The Government is expected to announce after the Cabinet meets today that it will amend its earlier KiwiSaver proposal so as to not disadvantage lower and middle-income earners.
National campaigned during the election that it would reduce the minimum employee KiwiSaver contribution from 4% to 2%, along with reducing the compulsory minimum employer contribution by the same amount.
People earning $30,000 under the Labour-led government received a $20 a week subsidy, or $1040 a year.
Under National, that would have reduced to $12 a week, while people on higher incomes would have retained their $20 a week subsidy.
The Otago Daily Times understands that meetings between the Government and the Council of Trade Unions has resulted in a rethink of the policy by the Cabinet.
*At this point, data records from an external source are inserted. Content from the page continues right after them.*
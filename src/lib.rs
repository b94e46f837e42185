//! # geostream
//!
//! Routes a real-time stream of geotagged events to many connected clients,
//! each filtering the stream by its own rectangular region.
//!
//! ## Architecture
//!
//! ```text
//!  EventProducer ──publish(key)──► RoutingBroker ──queue(key)──► ClientSession
//!  (live | simulated)              (direct exchange)             consume loop
//!                                                                    │
//!                                                              Delivery::emit
//! ```
//!
//! Every session owns one exclusive queue bound to its own routing key and
//! one producer for its current bounding box. Moving the box replaces only
//! the producer.
//!
//! ## Usage
//!
//! ```no_run
//! use std::sync::Arc;
//!
//! use geostream::broker::RoutingBroker;
//! use geostream::delivery::ChannelDelivery;
//! use geostream::session::{SessionConfig, SessionId, SessionRegistry};
//!
//! # async fn example() -> geostream::Result<()> {
//! let config = SessionConfig::default();
//! let broker = Arc::new(RoutingBroker::new());
//! broker.declare_exchange(&config.exchange);
//!
//! let delivery = Arc::new(ChannelDelivery::default());
//! let registry = SessionRegistry::new(broker, delivery.clone(), config)?;
//!
//! let id = SessionId::generate();
//! let mut events = delivery.attach(&id);
//! let bbox = registry.on_connect(&id).await?;
//! println!("streaming {}", bbox);
//!
//! while let Some(event) = events.recv().await {
//!     println!("{:?}", event);
//! }
//! # Ok(())
//! # }
//! ```

pub mod broker;
pub mod delivery;
pub mod error;
pub mod geo;
pub mod producer;
pub mod server;
pub mod session;
pub mod stats;

pub use error::{Error, Result};
pub use geo::{BoundingBox, GeoEvent, LatLng};
pub use server::{GeoServer, ServerConfig};
pub use session::{LocationUpdate, SessionId, SessionRegistry};
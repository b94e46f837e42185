//! Per-connection handling
//!
//! Each TCP connection is one session. The connection reads client messages
//! line by line and writes client events line by line until either side
//! goes away, then unregisters the session.

use std::net::SocketAddr;
use std::sync::Arc;

use tokio::io::{AsyncBufRead, AsyncBufReadExt, AsyncReadExt, AsyncWrite, AsyncWriteExt, BufReader};
use tokio::net::TcpStream;
use tokio::sync::mpsc;
use tokio_util::sync::CancellationToken;

use crate::delivery::{ChannelDelivery, ClientEvent, Delivery};
use crate::error::Result;
use crate::session::{SessionId, SessionRegistry};

use super::message::ClientMessage;

/// One client connection
pub(crate) struct Connection {
    session_id: SessionId,
    socket: TcpStream,
    peer_addr: SocketAddr,
    registry: Arc<SessionRegistry>,
    delivery: Arc<ChannelDelivery>,
    max_line_length: usize,
    shutdown: CancellationToken,
}

impl Connection {
    pub(crate) fn new(
        session_id: SessionId,
        socket: TcpStream,
        peer_addr: SocketAddr,
        registry: Arc<SessionRegistry>,
        delivery: Arc<ChannelDelivery>,
    ) -> Self {
        Self {
            session_id,
            socket,
            peer_addr,
            registry,
            delivery,
            max_line_length: crate::server::config::DEFAULT_MAX_LINE_LENGTH,
            shutdown: CancellationToken::new(),
        }
    }

    /// Longest accepted client line, newline excluded
    pub(crate) fn max_line_length(mut self, max: usize) -> Self {
        self.max_line_length = max;
        self
    }

    /// Stop serving when `token` is cancelled
    pub(crate) fn shutdown_on(mut self, token: CancellationToken) -> Self {
        self.shutdown = token;
        self
    }

    /// Serve the connection until it closes, then tear the session down
    pub(crate) async fn run(self) -> Result<()> {
        let Connection {
            session_id,
            mut socket,
            peer_addr,
            registry,
            delivery,
            max_line_length,
            shutdown,
        } = self;

        let mut events = delivery.attach(&session_id);
        let result = tokio::select! {
            biased;
            _ = shutdown.cancelled() => Ok(()),
            result = serve(&session_id, &mut socket, &registry, &delivery, &mut events, max_line_length) => result,
        };

        registry.on_disconnect(&session_id).await;
        delivery.detach(&session_id);

        tracing::debug!(session_id = %session_id, peer = %peer_addr, "Connection finished");
        result
    }
}

async fn serve(
    session_id: &SessionId,
    socket: &mut TcpStream,
    registry: &SessionRegistry,
    delivery: &ChannelDelivery,
    events: &mut mpsc::Receiver<ClientEvent>,
    max_line_length: usize,
) -> Result<()> {
    let bbox = registry.on_connect(session_id).await?;
    delivery.emit(
        session_id,
        ClientEvent::Connected {
            ws_id: session_id.to_string(),
            sw: bbox.sw(),
            ne: bbox.ne(),
        },
    );

    let (reader, mut writer) = socket.split();
    let mut reader = BufReader::new(reader);
    let mut buf = Vec::new();

    loop {
        tokio::select! {
            inbound = read_line_capped(&mut reader, &mut buf, max_line_length) => {
                match inbound? {
                    Inbound::Line(line) => handle_line(session_id, registry, &line).await,
                    Inbound::TooLong => {
                        tracing::warn!(
                            session_id = %session_id,
                            max = max_line_length,
                            "Client line too long, closing connection"
                        );
                        return Ok(());
                    }
                    Inbound::Closed => return Ok(()),
                }
            }
            Some(event) = events.recv() => {
                write_event(&mut writer, &event).await?;
            }
        }
    }
}

/// Result of reading one client line
#[derive(Debug, PartialEq)]
enum Inbound {
    /// A complete line, delimiter stripped
    Line(Vec<u8>),
    /// More than the allowed bytes arrived without a newline
    TooLong,
    /// The client closed its side
    Closed,
}

/// Read one newline-terminated line of at most `max` bytes
///
/// Cancel safe: bytes read before cancellation stay in `buf` and the next
/// call picks up where this one stopped. A final unterminated line before
/// end of stream is returned as a line.
async fn read_line_capped<R>(reader: &mut R, buf: &mut Vec<u8>, max: usize) -> std::io::Result<Inbound>
where
    R: AsyncBufRead + Unpin,
{
    let remaining = (max + 1).saturating_sub(buf.len()) as u64;
    (&mut *reader).take(remaining).read_until(b'\n', buf).await?;

    if buf.last() == Some(&b'\n') {
        buf.pop();
        return Ok(Inbound::Line(std::mem::take(buf)));
    }
    if buf.len() > max {
        return Ok(Inbound::TooLong);
    }
    if buf.is_empty() {
        return Ok(Inbound::Closed);
    }
    Ok(Inbound::Line(std::mem::take(buf)))
}

async fn handle_line(session_id: &SessionId, registry: &SessionRegistry, line: &[u8]) {
    let line = line.trim_ascii();
    if line.is_empty() {
        return;
    }

    let message = match ClientMessage::parse(line) {
        Ok(message) => message,
        Err(e) => {
            tracing::debug!(session_id = %session_id, error = %e, "Ignoring malformed message");
            return;
        }
    };

    let update = match message.into_update() {
        Ok(update) => update,
        Err(e) => {
            tracing::warn!(session_id = %session_id, error = %e, "Ignoring invalid bounds");
            return;
        }
    };

    tracing::debug!(session_id = %session_id, update = ?update, "Bounds changed");
    if let Err(e) = registry.on_bounds_changed(session_id, update).await {
        tracing::warn!(session_id = %session_id, error = %e, "Location update rejected");
    }
}

async fn write_event<W>(writer: &mut W, event: &ClientEvent) -> Result<()>
where
    W: AsyncWrite + Unpin,
{
    let mut line = serde_json::to_vec(event)?;
    line.push(b'\n');
    writer.write_all(&line).await?;
    Ok(())
}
The announcement expected today will be that the Government will match on a dollar-for-dollar basis an employee's contribution. If they were putting in 4%, the subsidy would return to $20 a week.
KiwiSaver systems were complicated and did not recognise whether the contribution was 2% or 4% of a salary. They only recognised the dollar amounts, the ODT was told.
It was easier to use the dollar matching formula.
Sources said the Government was worried that its opponents could during the next three years work the issue up into a symbolic "beating up" of lower paid workers, and that was not a battle the new Cabinet wanted to fight.
Also today, Prime Minister John Key is likely to announce the taxation Bills he wants passed in the next two weeks, two education Bills on national standards for literacy and numeracy and two or three Bills on law and order.